Burmese politician (1905–1950)

Saw Ba U Gyi (စီၤဘးအူကၠံ, စောဘဦးကြီး /my/; 1905 – 12 August 1950) was the first President of the Karen National Union. Ba U Gyi graduated with a bachelor's degree from Cambridge University in 1925 and studied law in England, passing the English bar in 1927. From 1937 to 1939, he served as the Minister of Revenue of British Burma, and from February to April 1947, as the Minister for Transport and Communications of Burma. He was killed in an ambush by the Burmese Army on 12 August 1950.

==Early life==
Saw Ba U Gyi was born in 1905 to a wealthy land-owning Karen family in Burma. After he completed his degree at Rangoon University in 1925, he went to London, studied at Cambridge University and became a lawyer. He passed the English bar in 1927. In 1937 he returned to Burma and joined the government of Ba Maw as Minister of Revenue.

==Adulthood==
Later, he joined the pre-independence cabinet and became Information Minister of Burma. During this time, he began to work to gain independence for the Karen people. In September 1945, he was one of the leaders of the Karen Central Organization. He and the KCO asked the British that they be granted their own homeland. On 25 August 1946, he and other Karen leaders arrived in London to get Karen their homeland. At this time, the British controlled Karen land and he went to Great Britain in an effort to regain control of the land for his people, but the British refused and did not give it back to them. Instead the British gave it to Burma. On 27 January 1947, the British agreed with Aung San-Attlee, the Burmese president, and gave him and the Anti-Fascist People's Freedom League (AFPFL) rule over Burma. Saw Ba U Gyi had joined the AFPFL in 1944 which was struggling for Burmese independence. He disagreed with the AFPFL political line and resigned to lead the Karen National Union.

==Independence==
According to Paul Keenan of the Karen History and Culture Preservation Society, "The Aung San-Attlee agreement gave no provisions for Karen aspirations for their own land." To form their case, between 5 and 7 February 1947, 700 members of the Karen Norberg Associates (KNA), Baptist KNA, Buddhist Karen National Association (BKNA), Karen Central Organization (KCO), and its youth branch the Karen Youth Organization (KYO) which had been formed in October 1945, met at Vinton Memorial Hall in Rangoon and formed the Karen National Union. That union asked for representation in government.
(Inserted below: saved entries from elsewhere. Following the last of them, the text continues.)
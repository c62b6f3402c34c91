//! Research flow tests over whole trees.
//!
//! These drive the unlock engine through realistic campaign sequences
//! using the shared fixtures.

use std::cell::RefCell;
use std::rc::Rc;

use tech_core::prelude::*;
use tech_test_utils::fixtures::{
    graphite_tree, ledger, sample_context, sector_board, sector_chain_tree,
};

// =============================================================================
// Resource discovery
// =============================================================================

#[test]
fn test_graphite_waits_for_copper_discovery() {
    let (mut graph, mut ledger) = graphite_tree();
    let sectors = SectorBoard::new();
    graph.settle(&ledger, &sectors);

    assert!(!graph.can_research("Graphite", &ledger, &sectors));
    assert_eq!(graph.node_state("Graphite"), Some(NodeState::Locked));

    ledger.set_quantity("Copper", 100);
    // Copper is a resource node: it is never researched by paying for it.
    assert!(!graph.research("Copper", &mut ledger, &sectors));
    assert_eq!(ledger.quantity("Copper"), 100);
    assert!(!graph.node("Copper").unwrap().is_researched());

    let report = graph.settle(&ledger, &sectors);
    assert_eq!(report.researched, vec!["Copper".to_string()]);
    assert_eq!(report.unlocked, vec!["Graphite".to_string()]);
    assert!(graph.can_research("Graphite", &ledger, &sectors));

    assert!(graph.research("Graphite", &mut ledger, &sectors));
    assert_eq!(ledger.quantity("Copper"), 0);
    assert!(graph.node("Copper").unwrap().is_researched());
}

#[test]
fn test_graphite_blockers_name_what_is_missing() {
    let (mut graph, ledger) = graphite_tree();
    let sectors = SectorBoard::new();
    graph.settle(&ledger, &sectors);

    let blockers = graph.research_blockers("Graphite", &ledger, &sectors);
    assert_eq!(
        blockers,
        vec![
            ResearchBlocker::UnmetDependency(Dependency::researched("Copper")),
            ResearchBlocker::MissingResources(Shortfall {
                resource: "Copper".into(),
                required: 100,
                available: 0,
            }),
        ]
    );
}

#[test]
fn test_unaffordable_research_changes_nothing() {
    let (mut graph, _) = graphite_tree();
    let mut ledger = ledger(&[("Copper", 99)]);
    let sectors = SectorBoard::new();
    graph.settle(&ledger, &sectors);

    assert!(graph.node("Copper").unwrap().is_researched());
    assert!(!graph.research("Graphite", &mut ledger, &sectors));
    assert_eq!(ledger.quantity("Copper"), 99);
    assert_eq!(graph.node_state("Graphite"), Some(NodeState::Available));
}

// =============================================================================
// Sector chains
// =============================================================================

#[test]
fn test_ferrum_ridge_follows_starting_grounds_capture() {
    let graph = sector_chain_tree(SectorChainPolicy::FirstPredecessor);
    let captured_dep = Dependency::sector_captured("Starting Grounds");

    let completed = sector_board(&[
        ("Starting Grounds", SectorStatus::Completed),
        ("Ferrum Ridge", SectorStatus::Locked),
    ]);
    let ridge = graph.node("Ferrum Ridge").unwrap();
    assert_eq!(graph.effective_dependencies(ridge, &completed), vec![captured_dep.clone()]);
    assert!(graph.is_dependency_met(&captured_dep, &completed));

    let available = sector_board(&[
        ("Starting Grounds", SectorStatus::Available),
        ("Ferrum Ridge", SectorStatus::Locked),
    ]);
    assert!(!graph.is_dependency_met(&captured_dep, &available));
}

#[test]
fn test_sector_chain_unlocks_as_campaign_advances() {
    let mut graph = sector_chain_tree(SectorChainPolicy::FirstPredecessor);
    let ledger = ResourceLedger::new();
    let mut board = sector_board(&[
        ("Starting Grounds", SectorStatus::InProgress),
        ("Ferrum Ridge", SectorStatus::Locked),
        ("Crossroads", SectorStatus::Locked),
    ]);

    graph.settle(&ledger, &board);
    assert_eq!(graph.node_state("Starting Grounds"), Some(NodeState::Available));
    assert_eq!(graph.node_state("Ferrum Ridge"), Some(NodeState::Locked));
    assert_eq!(graph.node_state("Crossroads"), Some(NodeState::Locked));

    board.set("Starting Grounds", SectorStatus::Completed);
    graph.settle(&ledger, &board);
    assert_eq!(graph.node_state("Starting Grounds"), Some(NodeState::Researched));
    assert_eq!(graph.node_state("Ferrum Ridge"), Some(NodeState::Available));
    // Only the first sector predecessor gates Crossroads.
    assert_eq!(graph.node_state("Crossroads"), Some(NodeState::Available));
}

#[test]
fn test_all_predecessors_policy_gates_on_every_sector() {
    let mut graph = sector_chain_tree(SectorChainPolicy::AllPredecessors);
    let ledger = ResourceLedger::new();
    let mut board = sector_board(&[
        ("Starting Grounds", SectorStatus::Completed),
        ("Ferrum Ridge", SectorStatus::InProgress),
        ("Crossroads", SectorStatus::Locked),
    ]);

    graph.settle(&ledger, &board);
    assert_eq!(graph.node_state("Crossroads"), Some(NodeState::Locked));
    assert_eq!(
        graph.research_blockers("Crossroads", &ledger, &board),
        vec![
            ResearchBlocker::SectorProxy,
            ResearchBlocker::UnmetDependency(Dependency::sector_captured("Ferrum Ridge")),
        ]
    );

    board.set("Ferrum Ridge", SectorStatus::Completed);
    graph.settle(&ledger, &board);
    assert_eq!(graph.node_state("Ferrum Ridge"), Some(NodeState::Researched));
    assert_eq!(graph.node_state("Crossroads"), Some(NodeState::Available));
}

#[test]
fn test_prefixed_sector_name_tracks_bare_sector() {
    let mut graph = TechGraph::from_nodes(
        [TechNode::new("Sector: Craters")],
        UnlockRules::default(),
    )
    .unwrap();
    let ledger = ResourceLedger::new();
    let mut board = sector_board(&[("Craters", SectorStatus::InProgress)]);

    graph.settle(&ledger, &board);
    assert_eq!(graph.node_state("Sector: Craters"), Some(NodeState::Available));
    assert!(!graph.can_research("Sector: Craters", &ledger, &board));

    board.set("Craters", SectorStatus::Completed);
    graph.settle(&ledger, &board);
    assert_eq!(graph.node_state("Sector: Craters"), Some(NodeState::Researched));
}

// =============================================================================
// Full session
// =============================================================================

#[test]
fn test_sample_session_walkthrough() {
    let mut ctx = sample_context(EngineConfig::default());
    assert!(ctx.validate().is_empty());
    assert_eq!(ctx.node_state("Copper"), Some(NodeState::Available));
    assert_eq!(ctx.node_state("Lead"), Some(NodeState::Locked));
    assert_eq!(ctx.node_state("Frozen Forest"), Some(NodeState::Locked));

    ctx.credit_resource("Copper", 10).unwrap();
    assert_eq!(ctx.node_state("Copper"), Some(NodeState::Researched));
    assert_eq!(ctx.node_state("Lead"), Some(NodeState::Available));
    assert!(ctx.research_node("Conveyor"));
    assert_eq!(ctx.ledger().quantity("Copper"), 0);

    // Gated on a sector token, so it follows the campaign instead of research.
    assert_eq!(ctx.node_state("Graphite Press"), Some(NodeState::Locked));
    assert!(!ctx.research_node("Graphite Press"));

    let board = Rc::new(RefCell::new(SectorBoard::new()));
    board
        .borrow_mut()
        .set("Ground Zero", SectorStatus::InProgress);
    ctx.attach_sector_board(&board);
    assert_eq!(ctx.node_state("Graphite Press"), Some(NodeState::Locked));

    board.borrow_mut().set("Ground Zero", SectorStatus::Completed);
    let report = ctx.settle();
    assert_eq!(
        report.researched,
        vec!["Ground Zero".to_string(), "Graphite Press".to_string()]
    );
    assert_eq!(ctx.node_state("Frozen Forest"), Some(NodeState::Available));
    assert_eq!(ctx.node_state("Graphite"), Some(NodeState::Available));

    ctx.credit_resource("Graphite", 1).unwrap();
    assert_eq!(ctx.node_state("Graphite"), Some(NodeState::Researched));
}

#[test]
fn test_sample_effective_dependencies_include_sector_chain() {
    let ctx = sample_context(EngineConfig::default());
    assert_eq!(
        ctx.effective_dependencies("Frozen Forest"),
        Some(vec![Dependency::sector_captured("Ground Zero")])
    );
    assert_eq!(ctx.effective_dependencies("Nowhere"), None);
}

#[test]
fn test_sample_layout_and_connections() {
    let ctx = sample_context(EngineConfig::default());
    assert!(ctx.layout_report().unmapped.is_empty());
    assert!(ctx.layout_report().relocated.is_empty());

    let connections = ctx.connection_paths();
    assert_eq!(connections.len(), 5);
    for c in &connections {
        assert_eq!(ctx.node(&c.from).unwrap().position(), c.start);
        assert_eq!(ctx.node(&c.to).unwrap().position(), c.end);
    }

    let press = connections
        .iter()
        .find(|c| c.to == "Graphite Press")
        .unwrap();
    assert_eq!(press.route.strategy, RouteStrategy::PrimaryBend);
    assert_eq!(press.route.waypoints, vec![GridPosition::new(6, 2)]);
}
They also asked for a seaboard on their own land, and for the creation of all-Karen units in the armed forces. The British ignored the KNU.

==Rebellion and Death==
After the negotiations with the AFPFL government failed, Saw Ba U Gyi led an armed rebellion as commander of the Karen National Liberation Army (KNDO) in 1949. He was ambushed and killed on 12 August 1950 at a small village near Hlaingbwe township, around 180 mi from Rangoon, with other Karen leaders and an English major who was imprisoned for supplying arms. His corpse was reportedly transported four miles out to sea where it was thrown overboard.

==Karen Martyrs' Day==
The anniversary of Saw Ba U Gyi's death is commemorated annually on 12 August as Karen Martyrs' Day.

Ba U Gyi's four principles are still held as the guiding Principles of the Revolution of the Karen National Union:
1. Surrender is out of the question
2. The recognition of the Karen State must be completed.
3. We shall retain our arms.
4. We shall decide our own political destiny.